:: REQUIREMENT ::
State, as a single number, how many lines in the data below contain "Regex".

(Collected data entries)

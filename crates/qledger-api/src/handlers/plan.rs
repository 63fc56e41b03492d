//! Plan change handler.

use axum::extract::State;
use axum::Json;
use serde::Deserialize;

use qledger_models::PlanTier;

use crate::auth::AuthUser;
use crate::error::{ApiError, ApiResult};
use crate::handlers::quota::QuotaResponse;
use crate::state::AppState;

/// Plan change request.
#[derive(Debug, Deserialize)]
pub struct PlanRequest {
    pub plan: String,
}

/// Switch the caller's plan. Payment is settled before this is called.
pub async fn change_plan(
    State(state): State<AppState>,
    user: AuthUser,
    Json(request): Json<PlanRequest>,
) -> ApiResult<Json<QuotaResponse>> {
    let plan = PlanTier::parse(&request.plan).ok_or_else(|| {
        ApiError::bad_request(format!(
            "Unknown plan '{}'. Must be one of: free, basic, pro, plus, agent",
            request.plan
        ))
    })?;

    let snapshot = state.quota.upgrade(&user.user_id, plan).await?;
    Ok(Json(snapshot.into()))
}
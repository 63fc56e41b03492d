//! Request classification.
//!
//! Whether a request is an image generation is decided by a replaceable
//! [`ActionClassifier`]. The default [`PatternClassifier`] is a text
//! heuristic: false positives and negatives are expected. "Make an image
//! of..." counts as an image, but so does "generate a list of names", since
//! anything starting with "generate" is treated as image intent.

use std::sync::LazyLock;

use qledger_models::{Action, ActionKind};
use regex::Regex;

/// Verb + article + image noun, anchored at the start of the request.
static IMAGE_INTENT: LazyLock<Regex> = LazyLock::new(|| {
    Regex::new(r"(?i)^(generate|draw|create|make)\s+(a|an)\s+.*(image|picture|photo|art|drawing|sketch)")
        .unwrap()
});

/// Strategy for labelling a request as text or image generation.
pub trait ActionClassifier: Send + Sync {
    fn classify(&self, text: &str, has_attachments: bool) -> ActionKind;
}

/// Regex-based image intent heuristic.
#[derive(Debug, Clone, Copy, Default)]
pub struct PatternClassifier;

impl PatternClassifier {
    pub const fn new() -> Self {
        Self
    }

    /// The compiled image intent pattern, shared by every classifier.
    pub fn pattern(&self) -> &'static Regex {
        &IMAGE_INTENT
    }

    fn is_image_request(&self, text: &str) -> bool {
        self.pattern().is_match(text) || text.to_lowercase().starts_with("generate")
    }
}

impl ActionClassifier for PatternClassifier {
    // Attachments are inputs to the model, not outputs; they never change cost.
    fn classify(&self, text: &str, _has_attachments: bool) -> ActionKind {
        if self.is_image_request(text) {
            ActionKind::Image
        } else {
            ActionKind::Text
        }
    }
}

/// Classify with the default heuristic and attach the cost.
pub fn classify_cost(text: &str, has_attachments: bool) -> Action {
    Action::of(PatternClassifier.classify(text, has_attachments))
}

#[cfg(test)]
mod tests {
    use super::*;

    fn kind(text: &str) -> ActionKind {
        PatternClassifier::new().classify(text, false)
    }

    #[test]
    fn test_classify_cost_examples() {
        let image = classify_cost("generate a picture of a cat", false);
        assert_eq!(image.kind, ActionKind::Image);
        assert_eq!(image.cost, 10);

        let text = classify_cost("what's the weather", false);
        assert_eq!(text.kind, ActionKind::Text);
        assert_eq!(text.cost, 1);
    }

    #[test]
    fn test_verb_article_noun_forms() {
        assert_eq!(kind("Draw a quick sketch of a house"), ActionKind::Image);
        assert_eq!(kind("create an ART piece with dragons"), ActionKind::Image);
        assert_eq!(kind("make a photo"), ActionKind::Image);
        assert_eq!(kind("MAKE A drawing"), ActionKind::Image);
    }

    #[test]
    fn test_requires_article() {
        assert_eq!(kind("draw me an image"), ActionKind::Text);
        assert_eq!(kind("make images of cats"), ActionKind::Text);
    }

    #[test]
    fn test_must_start_with_verb() {
        assert_eq!(kind("please draw a picture"), ActionKind::Text);
        assert_eq!(kind(" draw a picture"), ActionKind::Text);
    }

    #[test]
    fn test_generate_prefix_is_always_image() {
        // Known false positive of the heuristic
        assert_eq!(kind("generate three names for my dog"), ActionKind::Image);
        assert_eq!(kind("Generated code review please"), ActionKind::Image);
    }

    #[test]
    fn test_noun_must_follow_on_the_same_line() {
        assert_eq!(kind("draw a cat\nimage please"), ActionKind::Text);
    }

    #[test]
    fn test_pattern_compiled_once() {
        let a = PatternClassifier::new();
        let b = PatternClassifier::default();
        assert!(std::ptr::eq(a.pattern(), b.pattern()));
        for _ in 0..3 {
            assert_eq!(classify_cost("draw a picture", false).kind, ActionKind::Image);
        }
    }

    #[test]
    fn test_attachments_do_not_change_kind() {
        let classifier = PatternClassifier::new();
        assert_eq!(classifier.classify("describe this", true), ActionKind::Text);
        assert_eq!(classifier.classify("", true), ActionKind::Text);
        assert_eq!(
            classifier.classify("draw a picture like this", true),
            ActionKind::Image
        );
    }
}
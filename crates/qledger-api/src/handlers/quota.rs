//! Quota API handlers.

use axum::extract::State;
use axum::Json;
use serde::{Deserialize, Serialize};

use qledger_models::time::to_rfc3339;
use qledger_models::{Account, AccountState, ActionKind, PlanEntitlements, PlanTier};

use crate::auth::AuthUser;
use crate::error::ApiResult;
use crate::services::QuotaSnapshot;
use crate::state::AppState;

/// Longest request text accepted for classification.
const MAX_TEXT_LEN: usize = 32 * 1024;

/// Body of evaluate and consume requests.
#[derive(Debug, Deserialize)]
pub struct ActionRequest {
    /// The user's request text.
    #[serde(default)]
    pub text: String,
    /// Whether files are attached. Never changes the cost.
    #[serde(default)]
    pub has_attachments: bool,
}

impl ActionRequest {
    // Only the leading characters matter to the classifier
    fn text(&self) -> &str {
        if self.text.len() <= MAX_TEXT_LEN {
            return &self.text;
        }
        let mut end = MAX_TEXT_LEN;
        while !self.text.is_char_boundary(end) {
            end -= 1;
        }
        &self.text[..end]
    }
}

/// Account as shown to clients.
#[derive(Debug, Serialize)]
pub struct QuotaResponse {
    pub user_id: String,
    pub plan: PlanTier,
    /// Plan name for display; legacy `free` shows as `basic`.
    pub display_plan: PlanTier,
    pub credits: u32,
    pub weekly_credits: u32,
    pub daily_image_count: u32,
    #[serde(skip_serializing_if = "Option::is_none")]
    pub image_limit: Option<u32>,
    pub pro_model_access: bool,
    pub state: AccountState,
    pub last_credit_reset: String,
    pub last_image_reset: String,
}

impl QuotaResponse {
    pub fn new(account: &Account, state: AccountState, entitlements: &PlanEntitlements) -> Self {
        Self {
            user_id: account.user_id.clone(),
            plan: account.plan,
            display_plan: account.plan.normalized(),
            credits: account.credits,
            weekly_credits: entitlements.weekly_credits,
            daily_image_count: account.daily_image_count,
            image_limit: entitlements.image_limit,
            pro_model_access: entitlements.pro_model_access,
            state,
            last_credit_reset: to_rfc3339(account.last_credit_reset),
            last_image_reset: to_rfc3339(account.last_image_reset),
        }
    }
}

impl From<QuotaSnapshot> for QuotaResponse {
    fn from(snapshot: QuotaSnapshot) -> Self {
        Self::new(&snapshot.account, snapshot.state, &snapshot.entitlements)
    }
}

/// Decision preview.
#[derive(Debug, Serialize)]
pub struct EvaluateResponse {
    pub allowed: bool,
    pub kind: ActionKind,
    pub cost: u32,
    #[serde(skip_serializing_if = "Option::is_none")]
    pub code: Option<&'static str>,
    #[serde(skip_serializing_if = "Option::is_none")]
    pub detail: Option<String>,
    pub upgrade_suggested: bool,
    pub credits: u32,
    pub daily_image_count: u32,
}

/// Committed debit.
#[derive(Debug, Serialize)]
pub struct ConsumeResponse {
    pub kind: ActionKind,
    pub cost: u32,
    pub credits: u32,
    pub daily_image_count: u32,
    pub persisted: bool,
}

/// Get the caller's quota.
pub async fn get_quota(State(state): State<AppState>, user: AuthUser) -> ApiResult<Json<QuotaResponse>> {
    let snapshot = state.quota.snapshot(&user.user_id).await?;
    Ok(Json(snapshot.into()))
}

/// Preview whether a request would be allowed. Never debits.
pub async fn evaluate_action(
    State(state): State<AppState>,
    user: AuthUser,
    Json(request): Json<ActionRequest>,
) -> ApiResult<Json<EvaluateResponse>> {
    let evaluation = state
        .quota
        .evaluate(&user.user_id, request.text(), request.has_attachments)
        .await?;
    let denial = evaluation.decision.denial();

    Ok(Json(EvaluateResponse {
        allowed: evaluation.decision.is_allowed(),
        kind: evaluation.action.kind,
        cost: evaluation.cost(),
        code: denial.map(|r| r.code()),
        detail: denial.map(|r| r.user_message()),
        upgrade_suggested: denial.map(|r| r.upgrade_suggested()).unwrap_or(false),
        credits: evaluation.account.credits,
        daily_image_count: evaluation.account.daily_image_count,
    }))
}

/// Check and debit a request. Denials map to 402 or 429.
pub async fn consume_action(
    State(state): State<AppState>,
    user: AuthUser,
    Json(request): Json<ActionRequest>,
) -> ApiResult<Json<ConsumeResponse>> {
    let outcome = state
        .quota
        .consume(&user.user_id, request.text(), request.has_attachments)
        .await?;

    Ok(Json(ConsumeResponse {
        kind: outcome.action.kind,
        cost: outcome.action.cost,
        credits: outcome.account.credits,
        daily_image_count: outcome.account.daily_image_count,
        persisted: outcome.persisted,
    }))
}

#[cfg(test)]
mod tests {
    use super::*;

    #[test]
    fn test_long_text_is_cut_on_char_boundary() {
        let request = ActionRequest {
            text: "é".repeat(MAX_TEXT_LEN),
            has_attachments: false,
        };
        let text = request.text();
        assert!(text.len() <= MAX_TEXT_LEN);
        assert!(text.chars().all(|c| c == 'é'));
    }

    #[test]
    fn test_missing_fields_default() {
        let request: ActionRequest = serde_json::from_str("{}").unwrap();
        assert_eq!(request.text(), "");
        assert!(!request.has_attachments);
    }
}
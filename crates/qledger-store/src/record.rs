//! Wire representation of an account in the REST store.
//!
//! Rows live in a `profiles` table keyed by `id`, with snake_case columns.
//! Rows written by older clients may miss any of the quota columns; missing
//! values fall back to the same defaults a new account gets.

use qledger_models::time::EpochMillis;
use qledger_models::{Account, PlanTier, INITIAL_CREDITS};
use serde::{Deserialize, Serialize};

/// One row of the profiles table, limited to the quota columns.
#[derive(Debug, Clone, Default, PartialEq, Eq, Serialize, Deserialize)]
pub struct ProfileRecord {
    pub id: String,

    #[serde(default, skip_serializing_if = "Option::is_none")]
    pub plan: Option<String>,

    #[serde(default, skip_serializing_if = "Option::is_none")]
    pub credits: Option<i64>,

    #[serde(default, skip_serializing_if = "Option::is_none")]
    pub last_credit_reset: Option<i64>,

    #[serde(default, skip_serializing_if = "Option::is_none")]
    pub daily_image_count: Option<i64>,

    #[serde(default, skip_serializing_if = "Option::is_none")]
    pub last_image_reset: Option<i64>,

    #[serde(default, skip_serializing_if = "Option::is_none")]
    pub revision: Option<i64>,
}

fn clamp_u32(value: i64) -> u32 {
    u32::try_from(value.max(0)).unwrap_or(u32::MAX)
}

impl ProfileRecord {
    /// Build a row carrying every quota column.
    pub fn from_account(account: &Account) -> Self {
        Self {
            id: account.user_id.clone(),
            plan: Some(account.plan.as_str().to_string()),
            credits: Some(i64::from(account.credits)),
            last_credit_reset: Some(account.last_credit_reset),
            daily_image_count: Some(i64::from(account.daily_image_count)),
            last_image_reset: Some(account.last_image_reset),
            revision: Some(i64::try_from(account.revision).unwrap_or(i64::MAX)),
        }
    }

    /// Convert to an account, filling gaps as of `now`.
    ///
    /// Negative counters clamp to zero and an unrecognised plan reads as basic.
    pub fn into_account(self, now: EpochMillis) -> Account {
        Account {
            plan: self
                .plan
                .as_deref()
                .map(PlanTier::from_str)
                .unwrap_or_default(),
            credits: self.credits.map(clamp_u32).unwrap_or(INITIAL_CREDITS),
            last_credit_reset: self.last_credit_reset.unwrap_or(now),
            daily_image_count: self.daily_image_count.map(clamp_u32).unwrap_or(0),
            last_image_reset: self.last_image_reset.unwrap_or(now),
            revision: self.revision.map(|r| r.max(0) as u64).unwrap_or(0),
            user_id: self.id,
        }
    }
}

:: ANSWER BOX ::
5